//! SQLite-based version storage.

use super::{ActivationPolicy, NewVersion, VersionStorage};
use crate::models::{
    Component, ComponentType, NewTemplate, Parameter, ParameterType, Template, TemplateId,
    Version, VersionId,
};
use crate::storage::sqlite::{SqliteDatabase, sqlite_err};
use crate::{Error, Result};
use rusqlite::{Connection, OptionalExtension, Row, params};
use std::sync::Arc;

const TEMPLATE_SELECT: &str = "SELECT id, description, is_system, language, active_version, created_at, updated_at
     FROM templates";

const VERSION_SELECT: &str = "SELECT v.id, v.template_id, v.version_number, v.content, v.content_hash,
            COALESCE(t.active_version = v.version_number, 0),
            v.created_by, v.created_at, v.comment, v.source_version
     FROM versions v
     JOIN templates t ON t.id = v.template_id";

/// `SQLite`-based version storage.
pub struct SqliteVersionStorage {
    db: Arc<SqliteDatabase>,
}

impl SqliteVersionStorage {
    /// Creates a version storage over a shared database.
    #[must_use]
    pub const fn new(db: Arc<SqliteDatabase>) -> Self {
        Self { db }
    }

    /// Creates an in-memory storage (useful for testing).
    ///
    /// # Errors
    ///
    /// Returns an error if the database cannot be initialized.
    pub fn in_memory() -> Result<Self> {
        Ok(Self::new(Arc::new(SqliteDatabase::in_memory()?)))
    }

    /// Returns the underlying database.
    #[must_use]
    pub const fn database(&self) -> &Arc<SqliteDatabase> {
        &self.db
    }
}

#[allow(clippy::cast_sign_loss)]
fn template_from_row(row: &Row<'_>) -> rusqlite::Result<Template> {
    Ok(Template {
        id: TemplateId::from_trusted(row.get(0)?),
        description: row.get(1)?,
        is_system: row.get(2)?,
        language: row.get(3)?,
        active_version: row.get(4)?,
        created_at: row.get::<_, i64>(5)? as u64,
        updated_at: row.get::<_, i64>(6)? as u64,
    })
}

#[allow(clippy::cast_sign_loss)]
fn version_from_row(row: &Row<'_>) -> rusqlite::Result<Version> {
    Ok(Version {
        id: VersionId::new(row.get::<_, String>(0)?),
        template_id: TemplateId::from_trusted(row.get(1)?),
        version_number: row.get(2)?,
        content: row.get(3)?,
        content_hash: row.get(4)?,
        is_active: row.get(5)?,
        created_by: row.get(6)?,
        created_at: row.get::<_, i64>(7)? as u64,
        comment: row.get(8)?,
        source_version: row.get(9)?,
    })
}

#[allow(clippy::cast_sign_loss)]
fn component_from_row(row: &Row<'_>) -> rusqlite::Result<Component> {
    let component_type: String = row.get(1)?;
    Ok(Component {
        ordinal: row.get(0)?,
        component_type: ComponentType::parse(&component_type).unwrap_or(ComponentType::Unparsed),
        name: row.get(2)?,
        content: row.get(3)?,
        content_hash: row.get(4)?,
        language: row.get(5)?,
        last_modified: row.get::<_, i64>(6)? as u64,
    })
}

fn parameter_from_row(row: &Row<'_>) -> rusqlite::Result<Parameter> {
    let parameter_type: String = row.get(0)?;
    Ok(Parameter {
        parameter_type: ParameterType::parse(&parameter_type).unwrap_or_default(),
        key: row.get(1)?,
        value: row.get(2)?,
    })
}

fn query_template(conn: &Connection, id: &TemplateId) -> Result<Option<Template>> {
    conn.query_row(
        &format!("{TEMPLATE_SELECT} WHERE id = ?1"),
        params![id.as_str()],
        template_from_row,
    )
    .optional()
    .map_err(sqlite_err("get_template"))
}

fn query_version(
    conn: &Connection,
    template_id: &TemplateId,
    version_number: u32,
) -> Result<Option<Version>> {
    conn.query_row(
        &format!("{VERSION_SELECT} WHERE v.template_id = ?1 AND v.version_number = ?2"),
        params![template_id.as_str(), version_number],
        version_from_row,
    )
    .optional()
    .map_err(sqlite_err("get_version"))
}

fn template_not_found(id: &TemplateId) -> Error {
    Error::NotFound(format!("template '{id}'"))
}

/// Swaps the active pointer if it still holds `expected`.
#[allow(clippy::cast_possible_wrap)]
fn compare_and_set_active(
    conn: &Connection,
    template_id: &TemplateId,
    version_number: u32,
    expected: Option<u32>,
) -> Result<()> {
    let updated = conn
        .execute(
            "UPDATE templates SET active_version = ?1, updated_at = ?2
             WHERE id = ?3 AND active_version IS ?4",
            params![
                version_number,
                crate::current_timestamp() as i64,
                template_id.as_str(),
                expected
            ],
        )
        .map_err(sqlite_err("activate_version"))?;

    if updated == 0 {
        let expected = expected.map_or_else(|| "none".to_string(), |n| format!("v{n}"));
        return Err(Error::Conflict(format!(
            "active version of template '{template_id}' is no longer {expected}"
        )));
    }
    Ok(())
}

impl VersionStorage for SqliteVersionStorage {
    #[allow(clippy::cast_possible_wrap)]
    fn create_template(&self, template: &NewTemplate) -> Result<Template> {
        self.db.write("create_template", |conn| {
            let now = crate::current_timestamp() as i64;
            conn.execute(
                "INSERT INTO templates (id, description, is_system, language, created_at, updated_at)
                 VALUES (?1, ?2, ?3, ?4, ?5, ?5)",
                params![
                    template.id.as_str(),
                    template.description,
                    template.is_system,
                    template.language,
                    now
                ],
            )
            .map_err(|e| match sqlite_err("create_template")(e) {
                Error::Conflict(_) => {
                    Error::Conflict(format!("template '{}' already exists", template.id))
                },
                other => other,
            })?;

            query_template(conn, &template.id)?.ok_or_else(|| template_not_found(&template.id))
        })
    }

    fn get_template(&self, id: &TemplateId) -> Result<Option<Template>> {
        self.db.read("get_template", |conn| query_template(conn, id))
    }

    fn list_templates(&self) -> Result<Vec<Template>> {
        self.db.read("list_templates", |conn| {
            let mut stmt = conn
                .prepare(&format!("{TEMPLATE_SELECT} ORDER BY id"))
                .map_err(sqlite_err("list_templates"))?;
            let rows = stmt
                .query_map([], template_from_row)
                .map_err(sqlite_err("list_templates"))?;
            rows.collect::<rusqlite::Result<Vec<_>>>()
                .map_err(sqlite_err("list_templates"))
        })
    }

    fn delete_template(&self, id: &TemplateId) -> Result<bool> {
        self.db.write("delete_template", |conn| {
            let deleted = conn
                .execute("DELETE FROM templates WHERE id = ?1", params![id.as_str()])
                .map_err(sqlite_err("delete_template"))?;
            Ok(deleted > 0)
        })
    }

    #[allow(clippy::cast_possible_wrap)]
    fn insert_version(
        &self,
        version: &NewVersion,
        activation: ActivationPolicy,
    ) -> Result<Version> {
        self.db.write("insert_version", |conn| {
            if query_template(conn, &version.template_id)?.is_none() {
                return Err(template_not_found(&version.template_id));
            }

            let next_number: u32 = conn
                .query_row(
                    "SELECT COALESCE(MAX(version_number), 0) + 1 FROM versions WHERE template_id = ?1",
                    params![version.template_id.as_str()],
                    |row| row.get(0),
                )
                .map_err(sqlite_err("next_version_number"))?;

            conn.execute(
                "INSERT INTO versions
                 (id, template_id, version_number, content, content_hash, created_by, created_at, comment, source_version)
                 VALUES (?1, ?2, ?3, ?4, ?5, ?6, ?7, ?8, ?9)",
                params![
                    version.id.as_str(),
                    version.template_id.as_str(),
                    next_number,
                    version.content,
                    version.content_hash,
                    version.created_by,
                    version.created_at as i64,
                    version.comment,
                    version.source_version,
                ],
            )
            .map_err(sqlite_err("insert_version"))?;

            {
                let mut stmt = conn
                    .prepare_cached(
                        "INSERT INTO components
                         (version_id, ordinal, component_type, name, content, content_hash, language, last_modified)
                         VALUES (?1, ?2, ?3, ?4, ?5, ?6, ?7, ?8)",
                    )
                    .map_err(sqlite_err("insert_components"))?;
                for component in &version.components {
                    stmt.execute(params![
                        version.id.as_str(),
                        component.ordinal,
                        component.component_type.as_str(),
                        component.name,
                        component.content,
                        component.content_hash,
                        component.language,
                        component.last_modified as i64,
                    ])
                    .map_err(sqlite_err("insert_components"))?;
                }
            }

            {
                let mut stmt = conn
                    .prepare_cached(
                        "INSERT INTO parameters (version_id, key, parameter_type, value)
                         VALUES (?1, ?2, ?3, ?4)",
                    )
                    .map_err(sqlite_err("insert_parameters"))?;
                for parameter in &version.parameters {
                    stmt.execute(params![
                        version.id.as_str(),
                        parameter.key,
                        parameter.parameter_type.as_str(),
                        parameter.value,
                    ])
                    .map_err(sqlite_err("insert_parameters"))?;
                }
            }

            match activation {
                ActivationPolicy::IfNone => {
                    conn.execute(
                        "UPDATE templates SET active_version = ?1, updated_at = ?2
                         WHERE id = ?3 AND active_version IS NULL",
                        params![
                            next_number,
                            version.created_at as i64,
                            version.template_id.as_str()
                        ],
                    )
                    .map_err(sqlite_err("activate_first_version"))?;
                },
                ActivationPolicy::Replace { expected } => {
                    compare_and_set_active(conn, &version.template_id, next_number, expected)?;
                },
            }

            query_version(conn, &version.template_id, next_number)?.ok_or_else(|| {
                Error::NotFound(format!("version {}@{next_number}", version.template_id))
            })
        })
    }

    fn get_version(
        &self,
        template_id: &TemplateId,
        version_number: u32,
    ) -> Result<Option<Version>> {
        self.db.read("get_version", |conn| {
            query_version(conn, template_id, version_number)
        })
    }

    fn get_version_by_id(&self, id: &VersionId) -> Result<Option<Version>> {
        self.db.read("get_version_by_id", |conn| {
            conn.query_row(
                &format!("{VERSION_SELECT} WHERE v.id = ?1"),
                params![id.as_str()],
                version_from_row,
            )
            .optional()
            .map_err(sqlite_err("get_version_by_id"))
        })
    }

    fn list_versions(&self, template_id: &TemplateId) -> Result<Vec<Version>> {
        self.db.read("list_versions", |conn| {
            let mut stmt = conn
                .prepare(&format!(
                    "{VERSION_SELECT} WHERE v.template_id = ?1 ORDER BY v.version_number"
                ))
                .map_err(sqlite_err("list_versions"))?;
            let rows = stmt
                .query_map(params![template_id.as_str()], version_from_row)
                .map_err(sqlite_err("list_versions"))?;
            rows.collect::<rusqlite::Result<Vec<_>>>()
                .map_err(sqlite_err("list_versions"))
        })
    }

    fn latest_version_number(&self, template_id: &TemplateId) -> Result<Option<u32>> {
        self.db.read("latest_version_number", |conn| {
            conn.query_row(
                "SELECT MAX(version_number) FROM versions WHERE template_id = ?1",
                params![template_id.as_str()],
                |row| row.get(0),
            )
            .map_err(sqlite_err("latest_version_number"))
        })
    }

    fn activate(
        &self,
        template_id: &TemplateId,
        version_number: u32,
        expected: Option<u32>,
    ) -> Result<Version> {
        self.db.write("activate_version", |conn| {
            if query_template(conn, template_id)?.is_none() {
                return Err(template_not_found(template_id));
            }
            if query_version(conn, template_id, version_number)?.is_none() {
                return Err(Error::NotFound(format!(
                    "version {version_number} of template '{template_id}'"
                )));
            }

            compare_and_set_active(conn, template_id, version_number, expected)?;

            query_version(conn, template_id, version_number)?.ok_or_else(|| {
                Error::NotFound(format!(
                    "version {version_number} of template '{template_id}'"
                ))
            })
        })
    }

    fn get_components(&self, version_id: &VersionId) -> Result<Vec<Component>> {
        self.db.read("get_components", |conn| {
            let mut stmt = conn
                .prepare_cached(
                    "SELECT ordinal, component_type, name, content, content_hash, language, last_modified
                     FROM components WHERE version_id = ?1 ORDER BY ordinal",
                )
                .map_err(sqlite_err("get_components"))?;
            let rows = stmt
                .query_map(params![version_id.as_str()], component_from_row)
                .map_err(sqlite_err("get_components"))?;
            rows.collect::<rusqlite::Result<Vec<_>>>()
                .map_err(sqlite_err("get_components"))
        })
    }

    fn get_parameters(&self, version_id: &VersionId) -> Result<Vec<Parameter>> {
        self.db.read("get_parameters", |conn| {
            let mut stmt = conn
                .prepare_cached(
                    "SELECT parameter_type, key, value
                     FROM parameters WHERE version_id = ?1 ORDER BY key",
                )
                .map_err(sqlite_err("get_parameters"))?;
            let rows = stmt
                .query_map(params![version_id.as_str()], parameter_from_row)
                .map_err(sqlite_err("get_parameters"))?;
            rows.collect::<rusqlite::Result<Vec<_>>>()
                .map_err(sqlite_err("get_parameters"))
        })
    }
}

※ ※ ※

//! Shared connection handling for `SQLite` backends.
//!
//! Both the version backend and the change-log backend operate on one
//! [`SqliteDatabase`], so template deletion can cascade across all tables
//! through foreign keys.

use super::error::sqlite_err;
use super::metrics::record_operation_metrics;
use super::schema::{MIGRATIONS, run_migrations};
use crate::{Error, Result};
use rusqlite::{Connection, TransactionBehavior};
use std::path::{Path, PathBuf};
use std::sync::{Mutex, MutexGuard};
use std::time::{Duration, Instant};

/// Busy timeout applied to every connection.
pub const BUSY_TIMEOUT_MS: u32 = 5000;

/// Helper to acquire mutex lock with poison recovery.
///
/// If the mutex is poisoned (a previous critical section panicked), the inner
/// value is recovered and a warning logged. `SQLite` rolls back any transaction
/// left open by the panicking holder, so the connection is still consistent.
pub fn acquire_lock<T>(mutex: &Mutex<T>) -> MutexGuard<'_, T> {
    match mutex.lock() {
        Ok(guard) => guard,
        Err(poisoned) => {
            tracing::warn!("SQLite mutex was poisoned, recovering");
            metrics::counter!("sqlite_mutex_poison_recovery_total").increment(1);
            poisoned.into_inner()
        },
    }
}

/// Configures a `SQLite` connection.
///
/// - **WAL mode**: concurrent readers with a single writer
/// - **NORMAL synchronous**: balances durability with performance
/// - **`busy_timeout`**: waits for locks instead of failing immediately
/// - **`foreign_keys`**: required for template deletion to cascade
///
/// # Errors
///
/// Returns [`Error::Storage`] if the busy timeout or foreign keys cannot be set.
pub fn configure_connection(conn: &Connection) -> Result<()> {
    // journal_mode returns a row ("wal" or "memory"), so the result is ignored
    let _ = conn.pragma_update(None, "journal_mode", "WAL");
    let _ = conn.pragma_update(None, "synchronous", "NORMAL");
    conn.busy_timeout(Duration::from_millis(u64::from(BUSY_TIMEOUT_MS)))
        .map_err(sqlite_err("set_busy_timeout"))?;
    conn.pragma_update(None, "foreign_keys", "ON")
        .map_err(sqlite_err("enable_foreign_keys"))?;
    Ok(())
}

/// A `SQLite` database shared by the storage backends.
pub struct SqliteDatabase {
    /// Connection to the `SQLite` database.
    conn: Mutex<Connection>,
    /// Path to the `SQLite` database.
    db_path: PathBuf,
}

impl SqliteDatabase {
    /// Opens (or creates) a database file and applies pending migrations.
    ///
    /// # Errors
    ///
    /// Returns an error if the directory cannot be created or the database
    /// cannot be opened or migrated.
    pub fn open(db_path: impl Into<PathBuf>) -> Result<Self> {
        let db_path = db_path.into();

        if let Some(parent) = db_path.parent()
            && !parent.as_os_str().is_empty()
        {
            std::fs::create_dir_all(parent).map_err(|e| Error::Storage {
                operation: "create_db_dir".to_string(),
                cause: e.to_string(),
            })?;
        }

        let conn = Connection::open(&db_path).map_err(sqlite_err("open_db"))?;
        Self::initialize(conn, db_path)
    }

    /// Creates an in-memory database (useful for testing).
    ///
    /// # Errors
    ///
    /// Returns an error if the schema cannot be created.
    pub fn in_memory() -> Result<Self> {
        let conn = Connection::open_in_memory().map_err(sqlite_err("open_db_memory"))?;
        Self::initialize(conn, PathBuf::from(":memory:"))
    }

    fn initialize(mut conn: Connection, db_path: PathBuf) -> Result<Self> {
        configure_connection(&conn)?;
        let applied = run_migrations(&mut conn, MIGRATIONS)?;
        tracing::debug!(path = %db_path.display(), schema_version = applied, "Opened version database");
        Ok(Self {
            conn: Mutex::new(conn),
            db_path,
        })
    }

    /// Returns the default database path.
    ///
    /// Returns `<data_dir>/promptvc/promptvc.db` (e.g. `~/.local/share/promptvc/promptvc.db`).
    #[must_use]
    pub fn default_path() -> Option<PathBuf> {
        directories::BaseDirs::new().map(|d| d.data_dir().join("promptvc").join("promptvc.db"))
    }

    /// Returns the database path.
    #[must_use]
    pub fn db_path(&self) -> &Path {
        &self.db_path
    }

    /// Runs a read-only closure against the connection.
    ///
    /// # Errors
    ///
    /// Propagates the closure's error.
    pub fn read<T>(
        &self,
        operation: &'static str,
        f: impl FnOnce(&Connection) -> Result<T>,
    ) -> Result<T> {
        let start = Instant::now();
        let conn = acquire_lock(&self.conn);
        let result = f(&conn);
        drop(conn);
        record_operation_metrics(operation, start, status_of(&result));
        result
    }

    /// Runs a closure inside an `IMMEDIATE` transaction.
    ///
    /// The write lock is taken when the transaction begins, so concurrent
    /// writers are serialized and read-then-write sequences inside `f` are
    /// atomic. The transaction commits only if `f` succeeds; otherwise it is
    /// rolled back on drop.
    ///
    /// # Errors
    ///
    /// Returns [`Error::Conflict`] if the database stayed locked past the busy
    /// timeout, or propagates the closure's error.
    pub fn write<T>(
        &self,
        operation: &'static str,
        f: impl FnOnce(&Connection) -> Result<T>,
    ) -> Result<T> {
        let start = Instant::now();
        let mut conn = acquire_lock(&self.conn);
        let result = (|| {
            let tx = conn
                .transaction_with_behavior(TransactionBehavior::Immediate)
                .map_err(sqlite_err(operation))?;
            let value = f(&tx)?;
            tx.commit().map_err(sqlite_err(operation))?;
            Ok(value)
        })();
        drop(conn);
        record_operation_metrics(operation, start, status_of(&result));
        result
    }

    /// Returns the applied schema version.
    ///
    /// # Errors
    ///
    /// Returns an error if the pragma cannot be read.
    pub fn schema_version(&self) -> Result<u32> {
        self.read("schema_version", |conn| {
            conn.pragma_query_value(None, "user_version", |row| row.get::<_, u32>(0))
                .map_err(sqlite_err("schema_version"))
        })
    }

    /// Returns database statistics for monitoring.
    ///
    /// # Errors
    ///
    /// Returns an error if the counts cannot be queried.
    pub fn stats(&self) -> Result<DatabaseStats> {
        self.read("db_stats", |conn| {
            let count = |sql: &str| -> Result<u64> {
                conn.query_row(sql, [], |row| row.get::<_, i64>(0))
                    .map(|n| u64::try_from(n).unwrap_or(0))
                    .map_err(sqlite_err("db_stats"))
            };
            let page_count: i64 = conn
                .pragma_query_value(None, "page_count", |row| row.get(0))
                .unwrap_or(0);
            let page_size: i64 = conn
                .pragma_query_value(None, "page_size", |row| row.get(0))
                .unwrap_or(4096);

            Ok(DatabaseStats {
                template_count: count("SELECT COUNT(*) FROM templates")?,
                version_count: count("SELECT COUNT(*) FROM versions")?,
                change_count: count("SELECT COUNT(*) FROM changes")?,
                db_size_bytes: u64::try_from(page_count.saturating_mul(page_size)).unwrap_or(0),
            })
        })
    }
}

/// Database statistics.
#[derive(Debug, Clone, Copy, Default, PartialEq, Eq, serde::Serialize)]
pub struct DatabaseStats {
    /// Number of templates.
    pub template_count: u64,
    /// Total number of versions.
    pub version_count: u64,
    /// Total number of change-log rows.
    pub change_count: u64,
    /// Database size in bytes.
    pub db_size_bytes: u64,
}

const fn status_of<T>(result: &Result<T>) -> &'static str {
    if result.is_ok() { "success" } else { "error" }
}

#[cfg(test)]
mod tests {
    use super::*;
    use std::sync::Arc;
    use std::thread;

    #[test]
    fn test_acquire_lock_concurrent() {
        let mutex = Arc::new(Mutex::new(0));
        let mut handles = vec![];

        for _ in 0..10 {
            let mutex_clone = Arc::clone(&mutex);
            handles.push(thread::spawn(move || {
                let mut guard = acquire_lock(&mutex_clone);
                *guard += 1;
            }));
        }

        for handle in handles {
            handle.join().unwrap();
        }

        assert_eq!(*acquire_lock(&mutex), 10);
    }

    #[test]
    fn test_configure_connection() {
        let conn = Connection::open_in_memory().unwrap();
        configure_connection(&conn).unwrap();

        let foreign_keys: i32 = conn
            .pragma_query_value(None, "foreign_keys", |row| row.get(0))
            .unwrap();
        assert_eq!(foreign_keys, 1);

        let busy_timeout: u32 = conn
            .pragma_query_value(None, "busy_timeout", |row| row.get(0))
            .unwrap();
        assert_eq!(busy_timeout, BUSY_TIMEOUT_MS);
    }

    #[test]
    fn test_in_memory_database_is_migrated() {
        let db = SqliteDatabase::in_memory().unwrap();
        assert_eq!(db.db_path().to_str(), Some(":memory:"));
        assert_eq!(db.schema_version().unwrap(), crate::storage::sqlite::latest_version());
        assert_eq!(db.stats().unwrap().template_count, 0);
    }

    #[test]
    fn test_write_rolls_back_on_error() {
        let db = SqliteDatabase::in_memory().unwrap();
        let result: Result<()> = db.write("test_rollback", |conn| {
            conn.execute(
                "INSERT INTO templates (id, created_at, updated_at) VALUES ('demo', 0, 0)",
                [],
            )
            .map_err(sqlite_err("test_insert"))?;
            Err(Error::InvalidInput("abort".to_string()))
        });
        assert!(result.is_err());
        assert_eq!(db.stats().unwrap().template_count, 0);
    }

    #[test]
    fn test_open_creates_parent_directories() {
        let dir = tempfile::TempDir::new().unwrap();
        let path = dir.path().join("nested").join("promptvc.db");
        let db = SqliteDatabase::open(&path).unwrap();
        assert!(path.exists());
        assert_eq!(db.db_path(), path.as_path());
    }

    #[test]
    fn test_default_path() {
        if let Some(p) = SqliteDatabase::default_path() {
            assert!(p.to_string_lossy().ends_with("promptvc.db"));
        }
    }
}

※ ※ ※

## ACTION ITEM:
Which lines of the records above hold the word "ActivationPolicy"? Copy each one out.

## TASK RESULT:
use super::{ActivationPolicy, NewVersion, VersionStorage};
        activation: ActivationPolicy,
                ActivationPolicy::IfNone => {
                ActivationPolicy::Replace { expected } => {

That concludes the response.